PROBLEM =
Report how many lines in the records below contain the word "json". Nothing else belongs in the answer.

INPUT DATA =
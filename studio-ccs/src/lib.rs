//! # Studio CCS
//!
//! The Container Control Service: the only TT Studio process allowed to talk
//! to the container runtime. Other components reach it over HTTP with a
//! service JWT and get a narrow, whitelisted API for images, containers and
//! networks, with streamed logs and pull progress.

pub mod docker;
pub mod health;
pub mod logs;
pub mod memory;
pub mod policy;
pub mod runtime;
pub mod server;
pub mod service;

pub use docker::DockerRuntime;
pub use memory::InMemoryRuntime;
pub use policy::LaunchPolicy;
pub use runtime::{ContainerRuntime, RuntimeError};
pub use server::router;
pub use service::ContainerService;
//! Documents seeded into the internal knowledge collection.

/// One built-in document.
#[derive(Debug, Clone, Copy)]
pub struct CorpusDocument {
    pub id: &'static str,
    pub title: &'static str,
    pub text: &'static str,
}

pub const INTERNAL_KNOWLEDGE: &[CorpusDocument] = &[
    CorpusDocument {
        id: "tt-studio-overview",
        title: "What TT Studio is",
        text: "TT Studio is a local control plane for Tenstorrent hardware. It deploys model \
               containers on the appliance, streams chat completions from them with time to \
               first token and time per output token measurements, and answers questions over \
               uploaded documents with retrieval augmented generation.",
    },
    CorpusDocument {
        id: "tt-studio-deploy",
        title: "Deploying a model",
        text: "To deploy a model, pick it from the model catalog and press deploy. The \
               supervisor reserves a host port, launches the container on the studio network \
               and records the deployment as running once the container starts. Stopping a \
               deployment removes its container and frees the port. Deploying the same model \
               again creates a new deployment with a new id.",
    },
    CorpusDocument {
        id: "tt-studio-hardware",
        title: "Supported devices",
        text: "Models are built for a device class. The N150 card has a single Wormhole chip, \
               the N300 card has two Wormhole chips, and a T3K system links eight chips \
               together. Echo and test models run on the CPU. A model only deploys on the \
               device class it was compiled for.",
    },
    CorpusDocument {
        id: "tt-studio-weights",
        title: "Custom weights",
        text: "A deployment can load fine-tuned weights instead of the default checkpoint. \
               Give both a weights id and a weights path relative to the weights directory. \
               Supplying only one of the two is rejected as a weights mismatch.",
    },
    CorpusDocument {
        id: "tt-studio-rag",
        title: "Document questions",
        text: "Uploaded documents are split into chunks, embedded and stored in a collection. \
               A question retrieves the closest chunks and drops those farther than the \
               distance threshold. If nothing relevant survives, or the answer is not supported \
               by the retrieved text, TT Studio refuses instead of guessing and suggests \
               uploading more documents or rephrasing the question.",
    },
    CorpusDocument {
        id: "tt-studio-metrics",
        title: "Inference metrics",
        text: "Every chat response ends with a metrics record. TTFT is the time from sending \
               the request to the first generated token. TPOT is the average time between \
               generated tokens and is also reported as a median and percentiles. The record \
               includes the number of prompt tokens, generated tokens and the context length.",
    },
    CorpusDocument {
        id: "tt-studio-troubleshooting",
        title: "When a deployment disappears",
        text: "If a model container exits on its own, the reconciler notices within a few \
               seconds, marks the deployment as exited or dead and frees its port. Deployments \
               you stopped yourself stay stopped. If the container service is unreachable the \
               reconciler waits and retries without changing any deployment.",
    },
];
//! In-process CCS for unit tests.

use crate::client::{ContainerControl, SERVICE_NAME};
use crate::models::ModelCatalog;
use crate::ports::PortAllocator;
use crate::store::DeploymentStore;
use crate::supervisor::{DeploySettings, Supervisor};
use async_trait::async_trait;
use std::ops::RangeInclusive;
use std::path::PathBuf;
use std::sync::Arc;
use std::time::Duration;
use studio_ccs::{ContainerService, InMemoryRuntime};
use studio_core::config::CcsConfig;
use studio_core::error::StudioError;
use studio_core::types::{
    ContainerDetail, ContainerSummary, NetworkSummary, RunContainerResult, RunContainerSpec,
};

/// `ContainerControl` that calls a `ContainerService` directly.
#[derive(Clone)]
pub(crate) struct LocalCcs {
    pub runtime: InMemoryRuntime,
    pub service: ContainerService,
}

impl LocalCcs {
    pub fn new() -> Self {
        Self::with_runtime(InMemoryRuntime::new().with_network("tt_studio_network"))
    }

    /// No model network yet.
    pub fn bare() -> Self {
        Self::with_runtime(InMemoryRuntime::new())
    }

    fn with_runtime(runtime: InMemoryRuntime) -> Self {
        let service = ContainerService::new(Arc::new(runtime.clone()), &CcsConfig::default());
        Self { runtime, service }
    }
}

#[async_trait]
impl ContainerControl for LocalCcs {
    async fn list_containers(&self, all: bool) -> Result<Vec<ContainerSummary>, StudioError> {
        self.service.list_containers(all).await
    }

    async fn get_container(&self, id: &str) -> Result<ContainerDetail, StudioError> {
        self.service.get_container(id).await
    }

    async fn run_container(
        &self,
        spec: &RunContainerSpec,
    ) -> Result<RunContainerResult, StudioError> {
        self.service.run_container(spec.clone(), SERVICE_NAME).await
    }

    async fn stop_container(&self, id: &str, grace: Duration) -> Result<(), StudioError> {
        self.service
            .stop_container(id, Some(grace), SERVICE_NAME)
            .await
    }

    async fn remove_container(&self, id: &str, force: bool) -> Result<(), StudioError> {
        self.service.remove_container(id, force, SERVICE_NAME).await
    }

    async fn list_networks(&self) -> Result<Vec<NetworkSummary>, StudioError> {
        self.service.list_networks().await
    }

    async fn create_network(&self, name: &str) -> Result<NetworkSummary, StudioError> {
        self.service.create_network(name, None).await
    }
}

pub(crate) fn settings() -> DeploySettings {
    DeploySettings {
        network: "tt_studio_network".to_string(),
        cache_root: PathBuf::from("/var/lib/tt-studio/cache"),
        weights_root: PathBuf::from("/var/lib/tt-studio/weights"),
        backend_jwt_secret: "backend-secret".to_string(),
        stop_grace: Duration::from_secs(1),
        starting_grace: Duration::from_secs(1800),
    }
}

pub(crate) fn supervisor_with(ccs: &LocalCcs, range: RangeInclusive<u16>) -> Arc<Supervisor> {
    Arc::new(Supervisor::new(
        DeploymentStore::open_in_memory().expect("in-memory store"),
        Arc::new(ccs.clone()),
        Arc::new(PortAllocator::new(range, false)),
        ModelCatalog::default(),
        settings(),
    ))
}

==

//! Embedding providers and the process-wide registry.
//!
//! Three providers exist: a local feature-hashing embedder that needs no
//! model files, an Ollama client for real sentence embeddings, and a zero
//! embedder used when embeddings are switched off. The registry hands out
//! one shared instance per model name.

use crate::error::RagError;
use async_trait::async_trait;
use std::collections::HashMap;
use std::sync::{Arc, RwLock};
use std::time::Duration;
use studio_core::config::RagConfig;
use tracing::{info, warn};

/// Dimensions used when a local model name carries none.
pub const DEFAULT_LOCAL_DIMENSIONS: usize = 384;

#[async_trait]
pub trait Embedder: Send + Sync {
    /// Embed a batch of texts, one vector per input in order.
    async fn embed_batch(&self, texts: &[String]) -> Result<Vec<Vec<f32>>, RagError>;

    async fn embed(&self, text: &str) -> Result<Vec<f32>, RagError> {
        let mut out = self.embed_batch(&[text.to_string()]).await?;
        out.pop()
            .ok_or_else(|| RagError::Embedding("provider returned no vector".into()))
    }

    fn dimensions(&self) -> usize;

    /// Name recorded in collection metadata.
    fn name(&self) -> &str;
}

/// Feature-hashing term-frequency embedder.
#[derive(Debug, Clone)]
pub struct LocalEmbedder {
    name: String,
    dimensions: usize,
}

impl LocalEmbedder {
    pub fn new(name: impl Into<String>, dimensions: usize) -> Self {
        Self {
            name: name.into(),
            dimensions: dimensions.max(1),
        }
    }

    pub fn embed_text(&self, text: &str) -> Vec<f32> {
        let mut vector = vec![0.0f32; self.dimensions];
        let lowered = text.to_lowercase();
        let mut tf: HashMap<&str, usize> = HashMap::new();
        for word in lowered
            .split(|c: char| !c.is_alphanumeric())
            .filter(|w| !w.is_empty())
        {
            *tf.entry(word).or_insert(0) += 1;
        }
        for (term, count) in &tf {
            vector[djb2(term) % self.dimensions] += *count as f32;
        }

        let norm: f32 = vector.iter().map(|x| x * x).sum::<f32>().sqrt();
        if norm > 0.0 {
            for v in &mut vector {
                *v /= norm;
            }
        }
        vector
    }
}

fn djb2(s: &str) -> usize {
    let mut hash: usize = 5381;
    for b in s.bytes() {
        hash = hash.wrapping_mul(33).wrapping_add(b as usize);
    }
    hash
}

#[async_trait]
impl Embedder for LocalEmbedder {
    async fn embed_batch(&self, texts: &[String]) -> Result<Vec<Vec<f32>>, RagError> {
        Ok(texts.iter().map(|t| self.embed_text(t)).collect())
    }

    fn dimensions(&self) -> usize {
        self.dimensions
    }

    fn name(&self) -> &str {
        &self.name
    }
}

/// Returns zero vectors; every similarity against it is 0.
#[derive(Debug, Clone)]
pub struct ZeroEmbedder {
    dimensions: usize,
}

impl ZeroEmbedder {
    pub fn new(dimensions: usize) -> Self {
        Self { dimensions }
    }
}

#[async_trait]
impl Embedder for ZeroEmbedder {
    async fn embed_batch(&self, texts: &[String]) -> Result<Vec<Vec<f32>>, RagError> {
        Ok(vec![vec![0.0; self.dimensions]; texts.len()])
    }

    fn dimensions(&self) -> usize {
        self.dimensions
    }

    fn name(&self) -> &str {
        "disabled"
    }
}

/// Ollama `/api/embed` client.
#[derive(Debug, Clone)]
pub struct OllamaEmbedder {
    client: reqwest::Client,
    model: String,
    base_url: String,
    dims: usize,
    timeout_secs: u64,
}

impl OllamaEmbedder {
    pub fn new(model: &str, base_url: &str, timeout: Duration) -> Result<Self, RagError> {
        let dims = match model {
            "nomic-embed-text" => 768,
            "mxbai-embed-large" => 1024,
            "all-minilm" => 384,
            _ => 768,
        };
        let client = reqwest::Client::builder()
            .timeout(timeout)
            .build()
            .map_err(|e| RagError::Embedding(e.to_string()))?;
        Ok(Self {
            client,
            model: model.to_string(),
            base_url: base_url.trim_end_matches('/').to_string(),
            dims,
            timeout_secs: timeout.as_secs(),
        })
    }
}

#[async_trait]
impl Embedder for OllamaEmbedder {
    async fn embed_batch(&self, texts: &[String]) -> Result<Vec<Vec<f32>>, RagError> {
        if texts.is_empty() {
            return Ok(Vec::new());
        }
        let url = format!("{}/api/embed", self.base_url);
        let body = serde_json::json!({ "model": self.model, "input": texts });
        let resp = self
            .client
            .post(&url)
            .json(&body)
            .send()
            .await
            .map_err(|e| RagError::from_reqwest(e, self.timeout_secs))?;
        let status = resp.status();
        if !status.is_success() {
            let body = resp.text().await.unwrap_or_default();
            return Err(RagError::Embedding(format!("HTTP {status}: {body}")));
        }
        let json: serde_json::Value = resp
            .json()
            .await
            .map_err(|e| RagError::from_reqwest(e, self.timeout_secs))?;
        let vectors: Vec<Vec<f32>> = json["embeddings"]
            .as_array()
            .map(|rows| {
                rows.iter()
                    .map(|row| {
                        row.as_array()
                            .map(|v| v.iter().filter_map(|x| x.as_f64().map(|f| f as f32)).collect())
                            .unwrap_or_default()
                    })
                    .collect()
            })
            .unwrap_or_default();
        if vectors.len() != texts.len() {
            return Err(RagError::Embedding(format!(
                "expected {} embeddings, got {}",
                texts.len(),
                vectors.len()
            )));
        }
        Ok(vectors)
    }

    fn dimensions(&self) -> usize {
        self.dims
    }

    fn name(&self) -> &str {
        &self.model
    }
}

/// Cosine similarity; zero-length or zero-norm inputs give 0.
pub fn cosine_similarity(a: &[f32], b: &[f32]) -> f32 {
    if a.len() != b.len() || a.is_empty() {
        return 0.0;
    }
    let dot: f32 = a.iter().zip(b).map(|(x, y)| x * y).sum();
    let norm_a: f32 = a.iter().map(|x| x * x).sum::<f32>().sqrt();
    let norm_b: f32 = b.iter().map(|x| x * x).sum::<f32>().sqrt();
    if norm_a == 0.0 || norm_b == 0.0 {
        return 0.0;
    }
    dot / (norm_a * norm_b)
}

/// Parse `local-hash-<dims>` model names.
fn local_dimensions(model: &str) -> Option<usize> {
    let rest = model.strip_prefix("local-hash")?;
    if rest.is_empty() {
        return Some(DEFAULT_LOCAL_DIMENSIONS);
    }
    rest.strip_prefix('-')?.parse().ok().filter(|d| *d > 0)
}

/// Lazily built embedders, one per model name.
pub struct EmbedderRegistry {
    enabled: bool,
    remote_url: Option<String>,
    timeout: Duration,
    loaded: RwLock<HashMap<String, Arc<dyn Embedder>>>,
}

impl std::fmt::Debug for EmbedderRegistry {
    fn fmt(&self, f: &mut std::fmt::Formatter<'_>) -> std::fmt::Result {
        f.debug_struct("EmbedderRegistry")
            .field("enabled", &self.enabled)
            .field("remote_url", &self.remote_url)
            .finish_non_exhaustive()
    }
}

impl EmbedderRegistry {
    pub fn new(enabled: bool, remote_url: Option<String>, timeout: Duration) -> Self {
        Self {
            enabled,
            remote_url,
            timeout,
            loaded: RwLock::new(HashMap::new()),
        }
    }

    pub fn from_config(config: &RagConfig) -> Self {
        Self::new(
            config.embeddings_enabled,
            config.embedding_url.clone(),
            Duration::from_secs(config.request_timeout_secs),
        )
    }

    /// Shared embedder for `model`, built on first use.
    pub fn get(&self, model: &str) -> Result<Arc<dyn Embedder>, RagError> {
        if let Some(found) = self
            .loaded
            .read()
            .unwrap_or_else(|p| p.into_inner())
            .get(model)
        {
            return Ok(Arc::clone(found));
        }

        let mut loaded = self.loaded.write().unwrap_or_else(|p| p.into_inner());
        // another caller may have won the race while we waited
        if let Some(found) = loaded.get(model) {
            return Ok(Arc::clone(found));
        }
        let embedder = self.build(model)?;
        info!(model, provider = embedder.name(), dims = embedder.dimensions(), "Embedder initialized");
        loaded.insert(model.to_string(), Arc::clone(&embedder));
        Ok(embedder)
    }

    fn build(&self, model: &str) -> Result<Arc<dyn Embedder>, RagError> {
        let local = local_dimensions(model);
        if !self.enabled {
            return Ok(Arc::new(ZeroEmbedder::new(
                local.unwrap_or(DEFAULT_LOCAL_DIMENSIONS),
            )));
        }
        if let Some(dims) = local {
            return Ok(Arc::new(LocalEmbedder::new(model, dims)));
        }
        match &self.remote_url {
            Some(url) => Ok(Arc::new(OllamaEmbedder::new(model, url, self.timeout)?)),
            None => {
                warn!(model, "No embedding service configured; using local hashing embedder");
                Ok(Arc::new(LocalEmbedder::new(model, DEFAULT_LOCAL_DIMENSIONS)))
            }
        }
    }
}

EXERCISE OUTPUT =
5